Work order:
Scan the material below for the word "Option", then copy every line in which it appears.

Excerpted data:
------------
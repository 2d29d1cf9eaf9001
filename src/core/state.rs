//! # Application State
//!
//! Core business state for Luminary. This module contains domain logic only -
//! no TUI-specific types. Presentation state lives in the `tui` module.
//!
//! ```text
//! App
//! ├── identity: Arc<dyn IdentityProvider>  // sign-in / registration backend
//! ├── is_authenticated: bool               // login screen vs. main interface
//! ├── user: UserProfile                    // empty while signed out
//! ├── auth_stage: AuthStage                // SignIn | Register | Verification
//! ├── auth_error: Option<AuthError>        // inline login form error
//! ├── is_loading: bool                     // auth request in flight
//! ├── request_id: u64                      // id of the in-flight request
//! ├── chats: Vec<Chat>                     // pinned first
//! ├── histories: HashMap<id, Vec<Message>> // opened conversations
//! ├── active_chat_id: Option<String>
//! ├── search_query: String
//! ├── settings: AppSettings
//! ├── settings_open: bool
//! ├── profile_error: Option<ProfileError>
//! └── status_message: String
//! ```
//!
//! State changes only happen through `update(state, action)` in action.rs.
//! This keeps things predictable, so no surprise mutations.

use std::collections::HashMap;
use std::sync::Arc;

use chrono::Utc;
use log::info;

use crate::core::auth::{AuthError, IdentityProvider, Registration};
use crate::core::chats::{self, Chat, Message};
use crate::core::i18n::Translations;
use crate::core::profile::{self, ProfileError, UserProfile};
use crate::core::settings::{AppSettings, SettingsPatch};

/// Where the login screen currently is.
#[derive(Debug, Clone, PartialEq, Eq)]
pub enum AuthStage {
    SignIn,
    Register,
    /// Waiting for the one-time code sent to the registration email.
    Verification(Registration),
}

pub struct App {
    pub identity: Arc<dyn IdentityProvider>,
    pub is_authenticated: bool,
    pub user: UserProfile,
    pub auth_stage: AuthStage,
    pub auth_error: Option<AuthError>,
    pub is_loading: bool,
    /// Bumped for every spawned auth request; stale completions are dropped.
    pub request_id: u64,
    pub chats: Vec<Chat>,
    pub histories: HashMap<String, Vec<Message>>,
    pub active_chat_id: Option<String>,
    pub search_query: String,
    pub settings: AppSettings,
    pub settings_open: bool,
    pub profile_error: Option<ProfileError>,
    pub status_message: String,
}

fn now_ms() -> i64 {
    Utc::now().timestamp_millis()
}

impl App {
    pub fn new(identity: Arc<dyn IdentityProvider>, settings: AppSettings) -> Self {
        let mut chats = chats::seed_chats(now_ms());
        chats::sort_pinned_first(&mut chats);
        Self {
            identity,
            is_authenticated: false,
            user: UserProfile::default(),
            auth_stage: AuthStage::SignIn,
            auth_error: None,
            is_loading: false,
            request_id: 0,
            chats,
            histories: HashMap::new(),
            active_chat_id: None,
            search_query: String::new(),
            settings,
            settings_open: false,
            profile_error: None,
            status_message: String::new(),
        }
    }

    /// UI strings for the current language.
    pub fn t(&self) -> &'static Translations {
        self.settings.strings()
    }

    /// Chats matching the current search query.
    pub fn visible_chats(&self) -> Vec<&Chat> {
        chats::filter_chats(&self.chats, &self.search_query)
    }

    pub fn active_chat(&self) -> Option<&Chat> {
        let id = self.active_chat_id.as_deref()?;
        self.chats.iter().find(|c| c.id == id)
    }

    /// Messages of the active conversation (empty when none is open).
    pub fn active_history(&self) -> &[Message] {
        self.active_chat_id
            .as_deref()
            .and_then(|id| self.histories.get(id))
            .map(Vec::as_slice)
            .unwrap_or(&[])
    }

    /// Sum of unread counters across all chats.
    pub fn unread_total(&self) -> u32 {
        self.chats.iter().map(|c| c.unread_count).sum()
    }

    pub fn sign_in(&mut self, profile: UserProfile) {
        info!("Signed in as {} ({})", profile.handle, profile.id);
        self.user = profile;
        self.is_authenticated = true;
        self.auth_error = None;
        self.auth_stage = AuthStage::SignIn;
    }

    pub fn logout(&mut self) {
        info!("Signed out {}", self.user.id);
        self.is_authenticated = false;
        self.active_chat_id = None;
        self.settings_open = false;
        self.profile_error = None;
        self.user = UserProfile::default();
        self.auth_stage = AuthStage::SignIn;
        self.auth_error = None;
    }

    /// Open a chat, seeding its history on first visit. Unknown ids are ignored.
    pub fn select_chat(&mut self, id: &str) -> bool {
        let Some(chat) = self.chats.iter().find(|c| c.id == id) else {
            return false;
        };
        if !self.histories.contains_key(id) {
            let seeded = vec![chats::greeting(chat, now_ms())];
            self.histories.insert(id.to_string(), seeded);
        }
        self.active_chat_id = Some(id.to_string());
        true
    }

    /// Append a locally composed message to the active chat.
    ///
    /// No-op (returns `false`) without an active chat or when `text` is blank.
    pub fn send_message(&mut self, text: String) -> bool {
        if text.trim().is_empty() {
            return false;
        }
        let Some(id) = self.active_chat_id.clone() else {
            return false;
        };
        let Some(chat) = self.chats.iter_mut().find(|c| c.id == id) else {
            return false;
        };

        let message = Message::outgoing(text, now_ms());
        chat.last_message = Some(message.clone());
        chat.unread_count = 0;
        self.histories.entry(id).or_default().push(message);
        true
    }

    /// Flip a chat's pin and restore pinned-first ordering.
    pub fn toggle_pin(&mut self, id: &str) -> bool {
        let Some(chat) = self.chats.iter_mut().find(|c| c.id == id) else {
            return false;
        };
        chat.is_pinned = !chat.is_pinned;
        chats::sort_pinned_first(&mut self.chats);
        true
    }

    /// Replace the profile wholesale unless the new handle is reserved.
    pub fn save_profile(&mut self, candidate: UserProfile) -> Result<(), ProfileError> {
        profile::check_handle(&self.user, &candidate)?;
        self.user = candidate;
        Ok(())
    }

    pub fn update_settings(&mut self, patch: SettingsPatch) {
        self.settings.merge(patch);
    }
}

#[cfg(test)]
mod tests {
    use crate::core::chats::DeliveryStatus;
    use crate::core::settings::Theme;
    use crate::test_support::{alex, signed_in_app, test_app};

    use super::*;

    #[test]
    fn test_app_new_defaults() {
        let app = test_app();
        assert!(!app.is_authenticated);
        assert!(app.user.is_empty());
        assert_eq!(app.auth_stage, AuthStage::SignIn);
        assert!(!app.is_loading);
        assert!(app.active_chat_id.is_none());
        assert_eq!(app.chats.len(), 4);
    }

    #[test]
    fn test_pinned_chats_come_first() {
        let app = test_app();
        assert!(app.chats[0].is_pinned);
        assert_eq!(app.chats[0].name, "Designers Hub");
    }

    #[test]
    fn test_visible_chats_identity_on_empty_query() {
        let app = test_app();
        let visible = app.visible_chats();
        assert_eq!(visible.len(), app.chats.len());
        assert!(visible.iter().zip(&app.chats).all(|(a, b)| *a == b));
    }

    #[test]
    fn test_select_chat_seeds_history_once() {
        let mut app = signed_in_app();
        assert!(app.select_chat("1"));
        assert_eq!(app.active_history().len(), 1);
        assert!(app.send_message("hello".to_string()));
        app.select_chat("2");
        app.select_chat("1");
        assert_eq!(app.active_history().len(), 2);
    }

    #[test]
    fn test_select_unknown_chat_ignored() {
        let mut app = signed_in_app();
        assert!(!app.select_chat("missing"));
        assert!(app.active_chat_id.is_none());
    }

    #[test]
    fn test_send_updates_chat_summary() {
        let mut app = signed_in_app();
        app.select_chat("2");
        assert!(app.send_message("New palette is live".to_string()));

        let chat = app.active_chat().unwrap();
        assert_eq!(chat.unread_count, 0);
        let last = chat.last_message.as_ref().unwrap();
        assert_eq!(last.text, "New palette is live");
        assert_eq!(last.status, DeliveryStatus::Sent);
        assert!(last.is_own());
        assert_eq!(app.active_history().last(), Some(last));
    }

    #[test]
    fn test_send_whitespace_is_noop() {
        let mut app = signed_in_app();
        app.select_chat("1");
        let before = app.chats.clone();
        assert!(!app.send_message("  ".to_string()));
        assert_eq!(app.chats, before);
        assert_eq!(app.active_history().len(), 1);
    }

    #[test]
    fn test_send_without_active_chat_is_noop() {
        let mut app = signed_in_app();
        let before = app.chats.clone();
        assert!(!app.send_message("hello".to_string()));
        assert_eq!(app.chats, before);
    }

    #[test]
    fn test_send_keeps_text_as_typed() {
        let mut app = signed_in_app();
        app.select_chat("1");
        app.send_message("  padded  ".to_string());
        let chat = app.active_chat().unwrap();
        assert_eq!(chat.last_message.as_ref().unwrap().text, "  padded  ");
    }

    #[test]
    fn test_toggle_pin_reorders() {
        let mut app = test_app();
        assert!(app.toggle_pin("4"));
        let order: Vec<&str> = app.chats.iter().map(|c| c.id.as_str()).collect();
        assert_eq!(order, vec!["2", "4", "1", "3"]);

        app.toggle_pin("2");
        let order: Vec<&str> = app.chats.iter().map(|c| c.id.as_str()).collect();
        assert_eq!(order, vec!["4", "2", "1", "3"]);
    }

    #[test]
    fn test_save_profile_reserved_handle() {
        let mut app = signed_in_app();
        let mut candidate = app.user.clone();
        candidate.handle = "admin".to_string();
        assert_eq!(app.save_profile(candidate), Err(ProfileError::UsernameTaken));
        assert_eq!(app.user, alex());
    }

    #[test]
    fn test_save_profile_replaces_wholesale() {
        let mut app = signed_in_app();
        let mut candidate = app.user.clone();
        candidate.name = "Alexander".to_string();
        candidate.bio = "Shipping things.".to_string();
        assert_eq!(app.save_profile(candidate.clone()), Ok(()));
        assert_eq!(app.user, candidate);
    }

    #[test]
    fn test_logout_resets_session() {
        let mut app = signed_in_app();
        app.select_chat("1");
        app.settings_open = true;
        app.logout();
        assert!(!app.is_authenticated);
        assert!(app.user.is_empty());
        assert!(app.active_chat_id.is_none());
        assert!(!app.settings_open);
    }

    #[test]
    fn test_update_settings_merges() {
        let mut app = test_app();
        app.update_settings(SettingsPatch {
            theme: Some(Theme::Dark),
            ..Default::default()
        });
        assert_eq!(app.settings.theme, Theme::Dark);
        assert_eq!(app.settings.font_size, 14);
    }

    #[test]
    fn test_unread_total() {
        let app = test_app();
        assert_eq!(app.unread_total(), 2 + 45 + 3);
    }
}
------------
Reply:
//! ├── auth_error: Option<AuthError>        // inline login form error
//! ├── active_chat_id: Option<String>
//! ├── profile_error: Option<ProfileError>
    pub auth_error: Option<AuthError>,
    pub active_chat_id: Option<String>,
    pub profile_error: Option<ProfileError>,
    pub fn active_chat(&self) -> Option<&Chat> {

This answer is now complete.